### EXERCISE OBJECTIVE:
Copy each line of the records below that mentions the word "default".

▼

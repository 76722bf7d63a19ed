use std::net::SocketAddr;
use std::time::Duration;

use anyhow::{Context, Result};

#[derive(Debug, Clone)]
pub struct AppConfig {
    pub bind_addr: SocketAddr,
    pub jwt_secret: String,
    pub reply_timeout_ms: u64,
}

impl AppConfig {
    pub fn from_env() -> Result<Self> {
        let bind_addr = env_string("CONDUIT_BIND_ADDR", "127.0.0.1:8080")
            .parse::<SocketAddr>()
            .context("CONDUIT_BIND_ADDR must be a valid host:port")?;

        let jwt_secret = env_string("CONDUIT_JWT_SECRET", "conduit-dev-secret");

        let reply_timeout_ms = env_string("CONDUIT_REPLY_TIMEOUT_MS", "5000")
            .parse::<u64>()
            .context("CONDUIT_REPLY_TIMEOUT_MS must be u64")?;

        Ok(Self {
            bind_addr,
            jwt_secret,
            reply_timeout_ms,
        })
    }

    pub fn reply_timeout(&self) -> Duration {
        Duration::from_millis(self.reply_timeout_ms)
    }
}

fn env_string(key: &str, default: &str) -> String {
    std::env::var(key).unwrap_or_else(|_| default.to_string())
}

▲

### RESPONSE FOR THIS EXERCISE:
fn env_string(key: &str, default: &str) -> String {
    std::env::var(key).unwrap_or_else(|_| default.to_string())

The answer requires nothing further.